[Supplied data — start]

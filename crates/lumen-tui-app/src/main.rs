// Copyright (c) 2025 Geoffrey Huntley <ghuntley@ghuntley.com>. All rights reserved.
// SPDX-License-Identifier: Proprietary

//! Lumen learner dashboard.

mod app;
mod catalog;
mod logging;
mod terminal;

use std::path::PathBuf;
use std::sync::Arc;
use std::time::Duration;

use anyhow::{Context, Result};
use clap::Parser;
use lumen_cli_config::{load_config_with_cli, CliOverrides};
use lumen_i18n_state::{FileStore, SystemLocale, TranslationProvider};
use tracing::info;

use app::{App, Learner};
use terminal::TerminalEvents;

const TICK_RATE: Duration = Duration::from_millis(250);

/// Lumen - a localized learner dashboard for the terminal.
#[derive(Parser, Debug)]
#[command(name = "lumen", about = "Localized learner dashboard", version)]
struct Args {
	/// Configuration file to load instead of the user config
	#[arg(long, env = "LUMEN_CONFIG")]
	config: Option<PathBuf>,

	/// Start in this locale (e.g. `es`), overriding the saved preference
	#[arg(long)]
	locale: Option<String>,

	/// Log level (trace, debug, info, warn, error)
	#[arg(long)]
	log_level: Option<String>,

	/// Directory of `<code>.json` bundles that override the built-in ones
	#[arg(long)]
	bundle_dir: Option<PathBuf>,
}

impl From<Args> for CliOverrides {
	fn from(args: Args) -> Self {
		CliOverrides {
			locale: args.locale,
			bundle_dir: args.bundle_dir,
			log_level: args.log_level,
			config_file: args.config,
		}
	}
}

#[tokio::main(flavor = "current_thread")]
async fn main() -> Result<()> {
	let args = Args::parse();
	let explicit_locale = args.locale.is_some();

	let config = load_config_with_cli(args.into()).context("loading configuration")?;
	logging::init(&config.logging)?;

	let (catalog, available) = catalog::load_catalog(&config.i18n).context("loading message catalog")?;
	let default_locale = config.i18n.default_locale()?;

	let system_locale = if config.i18n.detect_system_locale {
		SystemLocale::Detect
	} else {
		SystemLocale::Ignore
	};

	let preferences = FileStore::new(config.storage.preferences_file.clone());
	let mut provider = TranslationProvider::new(catalog, available)
		.default_locale(default_locale)
		.preferences(Arc::new(preferences))
		.system_locale(system_locale);
	// An explicit --locale wins over the saved preference for this run only.
	if explicit_locale {
		provider = provider.session_locale(default_locale);
	}
	let provider = provider.mount();

	info!(locale = %provider.locale(), "starting dashboard");

	let mut app = App::new(provider.handle(), Learner::demo(chrono::Local::now().naive_local()))
		.context("mounting dashboard components")?;
	let mut events = TerminalEvents::new(TICK_RATE);
	terminal::run(&mut app, &mut events).await?;

	info!("dashboard closed");
	Ok(())
}
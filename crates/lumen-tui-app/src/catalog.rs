// Copyright (c) 2025 Geoffrey Huntley <ghuntley@ghuntley.com>. All rights reserved.
// SPDX-License-Identifier: Proprietary

use std::sync::Arc;

use anyhow::{Context, Result};
use lumen_cli_config::I18nConfig;
use lumen_common_i18n::{AvailableLocales, MessageCatalog};
use tracing::{debug, info};

/// Bundles compiled into the binary. A configured bundle directory replaces
/// them per locale.
const EMBEDDED_BUNDLES: &[(&str, &str)] = &[
	("en", include_str!("../locales/en.json")),
	("es", include_str!("../locales/es.json")),
	("fr", include_str!("../locales/fr.json")),
];

pub fn load_catalog(config: &I18nConfig) -> Result<(Arc<MessageCatalog>, AvailableLocales)> {
	let available = config.available()?;
	let base = config.base_locale()?;

	let mut builder = MessageCatalog::builder(base);
	for (code, json) in EMBEDDED_BUNDLES {
		if let Some(locale) = available.find(code) {
			builder = builder
				.json(locale, json)
				.with_context(|| format!("parsing embedded bundle for '{code}'"))?;
		}
	}

	if let Some(dir) = &config.bundle_dir {
		builder = builder
			.load_dir(dir, &available)
			.with_context(|| format!("loading bundles from {}", dir.display()))?;
	}

	let catalog = builder.build(&available).context("building message catalog")?;

	for locale in available.iter() {
		let missing = catalog.missing_keys(locale);
		if !missing.is_empty() {
			debug!(%locale, missing = ?missing, "locale falls back to base for some keys");
		}
	}
	info!(base = %base, locales = available.len(), "message catalog ready");

	Ok((Arc::new(catalog), available))
}

#[cfg(test)]
mod tests {
	use super::*;
	use lumen_common_i18n::Locale;

	fn locale(code: &str) -> Locale {
		Locale::parse(code).unwrap()
	}

	#[test]
	fn test_embedded_bundles_load() {
		let (catalog, available) = load_catalog(&I18nConfig::default()).unwrap();
		assert_eq!(available.len(), 3);
		assert_eq!(catalog.t(locale("es"), "dashboard.title"), "Panel");
		assert_eq!(catalog.t(locale("fr"), "dashboard.title"), "Tableau de bord");
	}

	#[test]
	fn test_spanish_falls_back_for_price() {
		let (catalog, _) = load_catalog(&I18nConfig::default()).unwrap();
		assert_eq!(catalog.missing_keys(locale("es")), vec!["dashboard.price".to_string()]);
		assert!(catalog.missing_keys(locale("fr")).is_empty());
	}

	#[test]
	fn test_bundle_dir_overrides_embedded() {
		let dir = tempfile::tempdir().unwrap();
		std::fs::write(dir.path().join("es.json"), r#"{"dashboard": {"title": "Tablero"}}"#).unwrap();

		let config = I18nConfig {
			bundle_dir: Some(dir.path().to_path_buf()),
			..I18nConfig::default()
		};
		let (catalog, _) = load_catalog(&config).unwrap();
		assert_eq!(catalog.t(locale("es"), "dashboard.title"), "Tablero");
		assert_eq!(catalog.t(locale("en"), "dashboard.title"), "Dashboard");
	}

	#[test]
	fn test_base_without_bundle_is_an_error() {
		let config = I18nConfig {
			available_locales: vec!["en".to_string(), "de".to_string()],
			base_locale: "de".to_string(),
			..I18nConfig::default()
		};
		assert!(load_catalog(&config).is_err());
	}
}
// Copyright (c) 2025 Geoffrey Huntley <ghuntley@ghuntley.com>. All rights reserved.
// SPDX-License-Identifier: Proprietary

use lumen_common_i18n::{AvailableLocales, Locale};
use lumen_i18n_state::{LocaleHandle, LocaleSnapshot, SetLocaleOutcome};
use lumen_tui_core::Action;
use unicode_width::{UnicodeWidthChar, UnicodeWidthStr};

/// One entry of a locale control.
#[derive(Debug, Clone, Copy, PartialEq, Eq)]
pub struct LocaleOption {
	pub locale: Locale,
	/// Native language name.
	pub label: &'static str,
	pub selected: bool,
}

/// Options for every available locale, in configured order, with the
/// snapshot's locale marked selected.
pub fn locale_options(snapshot: &LocaleSnapshot, available: &AvailableLocales) -> Vec<LocaleOption> {
	let active = snapshot.locale();
	available
		.iter()
		.map(|locale| LocaleOption {
			locale,
			label: locale.native_name(),
			selected: locale == active,
		})
		.collect()
}

pub(crate) fn selected_index(options: &[LocaleOption]) -> usize {
	options.iter().position(|o| o.selected).unwrap_or(0)
}

/// Ask the store to switch and report the result as an action.
pub(crate) fn switch_locale(handle: &LocaleHandle, locale: Locale) -> Vec<Action> {
	match handle.set(locale) {
		Ok(SetLocaleOutcome::Changed { previous, current, .. }) => {
			vec![Action::LocaleChanged { previous, current }]
		}
		Ok(SetLocaleOutcome::Unchanged) => Vec::new(),
		Err(e) => {
			tracing::warn!(error = %e, "locale control could not switch locale");
			vec![Action::LocaleRejected {
				requested: locale.code().to_string(),
				reason: e.to_string(),
			}]
		}
	}
}

pub(crate) fn truncate_with_ellipsis(s: &str, max_width: usize) -> String {
	let width = UnicodeWidthStr::width(s);
	if width <= max_width {
		return s.to_string();
	}
	if max_width == 0 {
		return String::new();
	}

	let mut result = String::new();
	let mut current_width = 0;
	let target_width = max_width - 1;

	for c in s.chars() {
		let char_width = UnicodeWidthChar::width(c).unwrap_or(0);
		if current_width + char_width > target_width {
			break;
		}
		result.push(c);
		current_width += char_width;
	}
	result.push('…');
	result
}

[Supplied data — finish]

### Work order:
Nothing except a number is needed: how many lines of the entries contain the word "preferences"?

### Output below:
2